With so many technology advancements, why are health facilities still relying on manual spot checks?

As we steadily pave our way through the 21st century, it’s incredible to see the positive impact that technology has had on health and medicine. From the introduction of cutting-edge tools like the da Vinci Surgical robot, to new screening and treatment technologies, as well as health applications for a wide range of conditions, advances once reserved for science fiction are now becoming our reality. And yet, despite all this technological advancement, when it comes to patient monitoring¬¬ – a basic but critical factor of health care – new monitoring technologies are not as widely adopted as they could be in hospitals and post-acute care facilities, opening up a huge opportunity for care improvement.

Today, an estimated 75 percent of hospital patients and more than 90 percent of post-acute care patients are manually monitored by health care professionals across the U.S. This means that well into the 21st century, general care patients only have their vital signs and other measurements checked once every 4-6 hours.
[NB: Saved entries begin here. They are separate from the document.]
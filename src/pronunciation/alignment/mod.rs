pub mod dtw;
pub mod register;
pub mod timeline;

use serde::{Deserialize, Serialize};
use tracing::{debug, info, warn};

use crate::config::AlignmentConfig;
use crate::pronunciation::preprocess::PreparedTrack;
use crate::pronunciation::Result;
use crate::types::{AlignedPitchPair, AlignmentMethod};

pub use register::{PitchStatistics, RegisterAdjustment, RegisterAligner};
pub use timeline::{TimeSpan, TimelinePlan, TimelineSource, TimingHints};

/// Requested time-alignment strategy.
#[derive(Debug, Clone, Copy, Default, PartialEq, Eq, Serialize, Deserialize)]
#[serde(rename_all = "lowercase")]
pub enum AlignmentStrategy {
    /// DTW when both tracks are long enough, linear resampling otherwise.
    #[default]
    Dtw,
    Linear,
}

/// Output of [`TrackAligner::align`].
#[derive(Debug, Clone, PartialEq)]
pub struct AlignmentOutcome {
    pub pair: AlignedPitchPair,
    pub register: RegisterAdjustment,
}

/// Aligns a prepared user track to a prepared standard track in time and
/// register.
#[derive(Debug, Clone, Default)]
pub struct TrackAligner {
    config: AlignmentConfig,
    register: RegisterAligner,
}

impl TrackAligner {
    pub fn new(config: AlignmentConfig) -> Self {
        let register = RegisterAligner::new(config.register.clone());
        Self { config, register }
    }

    pub fn align(
        &self,
        standard: &PreparedTrack,
        user: &PreparedTrack,
        strategy: AlignmentStrategy,
    ) -> AlignmentOutcome {
        let mut pair = if self.use_dtw(standard, user, strategy) {
            match self.align_dtw(standard, user) {
                Ok(pair) => pair,
                Err(err) => {
                    warn!(error = %err, "DTW alignment failed, using linear resampling");
                    self.align_linear(standard, user)
                }
            }
        } else {
            self.align_linear(standard, user)
        };

        if pair.jointly_voiced_count() == 0 {
            debug!(method = ?pair.method, "aligned pair has no jointly voiced samples");
        }
        let register = self.register.align(&pair.standard, &mut pair.user);
        info!(
            method = ?pair.method,
            len = pair.len(),
            register = ?register,
            "aligned pitch tracks"
        );
        AlignmentOutcome { pair, register }
    }

    fn use_dtw(
        &self,
        standard: &PreparedTrack,
        user: &PreparedTrack,
        strategy: AlignmentStrategy,
    ) -> bool {
        strategy == AlignmentStrategy::Dtw
            && self.config.dtw_enabled
            && standard.len() > self.config.dtw_min_samples
            && user.len() > self.config.dtw_min_samples
    }

    /// Pairs samples along the DTW path of the z-normalized curves. The time
    /// axis is ordinal: path positions spread evenly over the longer duration.
    /// Positions that land on a filled gap sample stay `None`.
    pub fn align_dtw(
        &self,
        standard: &PreparedTrack,
        user: &PreparedTrack,
    ) -> Result<AlignedPitchPair> {
        let alignment = dtw::warping_path(
            &dtw::znormalize(&standard.values),
            &dtw::znormalize(&user.values),
        )?;
        let duration = standard.duration.max(user.duration);
        let times = linspace(0.0, duration, alignment.path.len());
        let (std_values, user_values) = alignment
            .path
            .iter()
            .map(|&(i, j)| (standard.voiced_value(i), user.voiced_value(j)))
            .unzip();
        debug!(
            path_len = alignment.path.len(),
            total_cost = alignment.total_cost,
            "computed DTW path"
        );
        Ok(AlignedPitchPair {
            times,
            standard: std_values,
            user: user_values,
            method: AlignmentMethod::Dtw,
        })
    }

    /// Resamples both curves onto `[0, max(duration)]`. Positions outside a
    /// track's voiced span or inside one of its gaps stay `None`.
    pub fn align_linear(
        &self,
        standard: &PreparedTrack,
        user: &PreparedTrack,
    ) -> AlignedPitchPair {
        let duration = standard.duration.max(user.duration);
        if !(duration > 0.0) {
            return AlignedPitchPair::empty(AlignmentMethod::Linear);
        }
        let len = standard
            .source_len
            .max(user.source_len)
            .max(self.config.linear_min_points);
        let times = linspace(0.0, duration, len);
        AlignedPitchPair {
            standard: times.iter().map(|&t| standard.voiced_value_at(t)).collect(),
            user: times.iter().map(|&t| user.voiced_value_at(t)).collect(),
            times,
            method: AlignmentMethod::Linear,
        }
    }
}

/// `len` evenly spaced values from `start` to `end` inclusive.
pub fn linspace(start: f64, end: f64, len: usize) -> Vec<f64> {
    match len {
        0 => Vec::new(),
        1 => vec![start],
        _ => {
            let step = (end - start) / (len - 1) as f64;
            (0..len).map(|i| start + step * i as f64).collect()
        }
    }
}
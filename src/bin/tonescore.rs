use std::path::Path;
use std::sync::Arc;

use anyhow::{Context, Result};
use clap::Parser;
use serde::Serialize;
use tonescore::audio::decoder::decode_file;
use tonescore::config::EngineConfig;
use tonescore::extraction::{signal_rms, PitchExtractor, PyinExtractor};
use tonescore::pronunciation::cli::{AnalyzeArgs, Cli, Command, CompareArgs, ExtractArgs};
use tonescore::{PitchComparator, PitchTrack};
use tracing_subscriber::EnvFilter;

fn main() -> Result<()> {
    init_tracing();
    let cli = Cli::parse();
    match cli.command {
        Command::Compare(args) => handle_compare(&args),
        Command::Analyze(args) => handle_analyze(&args),
        Command::Extract(args) => handle_extract(&args),
        Command::Config => {
            print!("{}", EngineConfig::default().to_toml_string()?);
            Ok(())
        }
    }
}

fn init_tracing() {
    let filter = EnvFilter::try_from_default_env().unwrap_or_else(|_| EnvFilter::new("warn"));
    tracing_subscriber::fmt()
        .with_env_filter(filter)
        .with_writer(std::io::stderr)
        .init();
}

fn handle_compare(args: &CompareArgs) -> Result<()> {
    let config = args.scoring.engine_config()?;
    let options = args.scoring.compare_options(None)?;
    let standard = read_track(&args.standard)?;
    let user = read_track(&args.user)?;
    let comparator = PitchComparator::try_new(Arc::new(config))?;
    let comparison = comparator.compare(&standard, &user, &options)?;
    print_json(&comparison)
}

fn handle_analyze(args: &AnalyzeArgs) -> Result<()> {
    let config = args.scoring.engine_config()?;
    let extractor = PyinExtractor::new();
    let standard_audio = decode_file(&args.standard)?;
    let user_audio = decode_file(&args.user)?;
    let standard = extractor
        .extract(&standard_audio.samples, standard_audio.sample_rate)
        .with_context(|| format!("pitch extraction failed for {}", args.standard.display()))?;
    let user = extractor
        .extract(&user_audio.samples, user_audio.sample_rate)
        .with_context(|| format!("pitch extraction failed for {}", args.user.display()))?;
    let options = args
        .scoring
        .compare_options(Some(signal_rms(&user_audio.samples)))?;
    let comparator = PitchComparator::try_new(Arc::new(config))?;
    let comparison = comparator.compare(&standard, &user, &options)?;
    print_json(&comparison)
}

fn handle_extract(args: &ExtractArgs) -> Result<()> {
    let audio = decode_file(&args.input)?;
    let track = PyinExtractor::new()
        .extract(&audio.samples, audio.sample_rate)
        .with_context(|| format!("pitch extraction failed for {}", args.input.display()))?;
    print_json(&track)
}

fn read_track(path: &Path) -> Result<PitchTrack> {
    let contents = std::fs::read_to_string(path)
        .with_context(|| format!("failed to read pitch track {}", path.display()))?;
    serde_json::from_str(&contents)
        .with_context(|| format!("failed to parse pitch track {}", path.display()))
}

fn print_json<T: Serialize>(value: &T) -> Result<()> {
    let json = serde_json::to_string_pretty(value).context("failed to serialize output")?;
    println!("{json}");
    Ok(())
}
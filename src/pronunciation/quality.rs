use serde::{Deserialize, Serialize};
use tracing::{debug, warn};

use crate::config::QualityConfig;
use crate::types::PitchTrack;

/// Outcome of the quality gate. Anything but `Ok` forces a zero score.
#[derive(Debug, Clone, Copy, Default, PartialEq, Eq, Serialize, Deserialize)]
#[serde(rename_all = "snake_case")]
pub enum QualityFlag {
    #[default]
    Ok,
    InsufficientData,
    InsufficientSpeech,
    SilenceDetected,
}

impl QualityFlag {
    pub fn is_fatal(self) -> bool {
        self != QualityFlag::Ok
    }
}

/// Upstream measurements that override values derived from the tracks.
#[derive(Debug, Clone, Copy, Default, PartialEq, Serialize, Deserialize)]
#[serde(default)]
pub struct QualityHints {
    pub standard_valid_ratio: Option<f64>,
    pub user_valid_ratio: Option<f64>,
    pub valid_points: Option<usize>,
    /// RMS energy of the user recording, full scale = 1.0.
    pub energy: Option<f64>,
}

/// Marginal but usable input; scores are de-rated rather than zeroed.
#[derive(Debug, Clone, Copy, PartialEq, Serialize)]
pub struct QualityWarning {
    pub valid_ratio: f64,
    pub valid_points: usize,
}

#[derive(Debug, Clone, Copy, PartialEq, Serialize)]
pub struct QualityReport {
    pub flag: QualityFlag,
    pub standard_valid_ratio: f64,
    pub user_valid_ratio: f64,
    /// Jointly voiced aligned points once alignment ran, user voiced
    /// samples before.
    pub valid_points: usize,
    #[serde(skip_serializing_if = "Option::is_none")]
    pub energy: Option<f64>,
    #[serde(skip_serializing_if = "Option::is_none")]
    pub warning: Option<QualityWarning>,
}

#[derive(Debug, Clone, Default)]
pub struct QualityGate {
    config: QualityConfig,
}

impl QualityGate {
    pub fn new(config: QualityConfig) -> Self {
        Self { config }
    }

    /// Checks voicing and energy before any alignment work is done.
    pub fn pre_check(
        &self,
        standard: &PitchTrack,
        user: &PitchTrack,
        hints: &QualityHints,
    ) -> QualityReport {
        let standard_valid_ratio = hints
            .standard_valid_ratio
            .unwrap_or_else(|| standard.valid_ratio());
        let user_valid_ratio = hints.user_valid_ratio.unwrap_or_else(|| user.valid_ratio());
        let valid_points = hints.valid_points.unwrap_or_else(|| user.voiced_count());

        let flag = if hints
            .energy
            .is_some_and(|energy| energy < self.config.silence_rms_threshold)
        {
            QualityFlag::SilenceDetected
        } else if standard_valid_ratio < self.config.min_standard_valid_ratio
            || user_valid_ratio < self.config.min_user_valid_ratio
        {
            QualityFlag::InsufficientSpeech
        } else {
            QualityFlag::Ok
        };
        if flag.is_fatal() {
            warn!(
                ?flag,
                standard_valid_ratio, user_valid_ratio, "input rejected by quality gate"
            );
        }
        QualityReport {
            flag,
            standard_valid_ratio,
            user_valid_ratio,
            valid_points,
            energy: hints.energy,
            warning: None,
        }
    }

    /// Re-evaluates a passing report with the jointly voiced point count of
    /// the aligned pair.
    pub fn post_check(&self, report: QualityReport, joint_points: usize) -> QualityReport {
        if report.flag.is_fatal() {
            return report;
        }
        if joint_points < self.config.min_joint_points {
            warn!(joint_points, "too few jointly voiced points after alignment");
            return QualityReport {
                flag: QualityFlag::InsufficientData,
                valid_points: joint_points,
                ..report
            };
        }
        let warning = (report.user_valid_ratio < self.config.marginal_valid_ratio
            || joint_points < self.config.marginal_valid_points)
            .then_some(QualityWarning {
                valid_ratio: report.user_valid_ratio,
                valid_points: joint_points,
            });
        debug!(joint_points, marginal = warning.is_some(), "quality gate passed");
        QualityReport {
            valid_points: joint_points,
            warning,
            ..report
        }
    }
}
It’s ironic, and sad, that today, doctors have less real-time data on their patients than healthy runners training for a marathon have on themselves, with the help of smartphones and wearables.

By not equipping our doctors and nurses with real-time patient data, and relying solely on manual monitoring methods, we are essentially blindfolding our clinicians. The reality is that in today’s fast-paced and highly competitive health care industry, with sporadic, spot-check data, patient care is not being elevated.

While medical staff are expertly trained and have excellent intuition, they are still human, and unfortunately, prone to the occasional mistake, which can lead to detrimental outcomes. Currently, medical errors are the third-leading cause of death in the U.S., claiming more than 250,000 lives each year. A prime example of this is the painful story of Lewis Blackman, a gifted 15-year-old student from South Carolina with the brightest of futures ahead of him. Lewis underwent a minimally-invasive operation to correct a defect in his chest wall. Due to heavy doses of opioid and other pain medications, combined with a series of staff errors, he developed severe ulcers which led to internal bleeding that eventually killed him a mere 30 hours after his initial procedure. Cases like Lewis Blackman’s are not uncommon, and hundreds of patients across the U.S. die every day from similar failure-to-rescue events.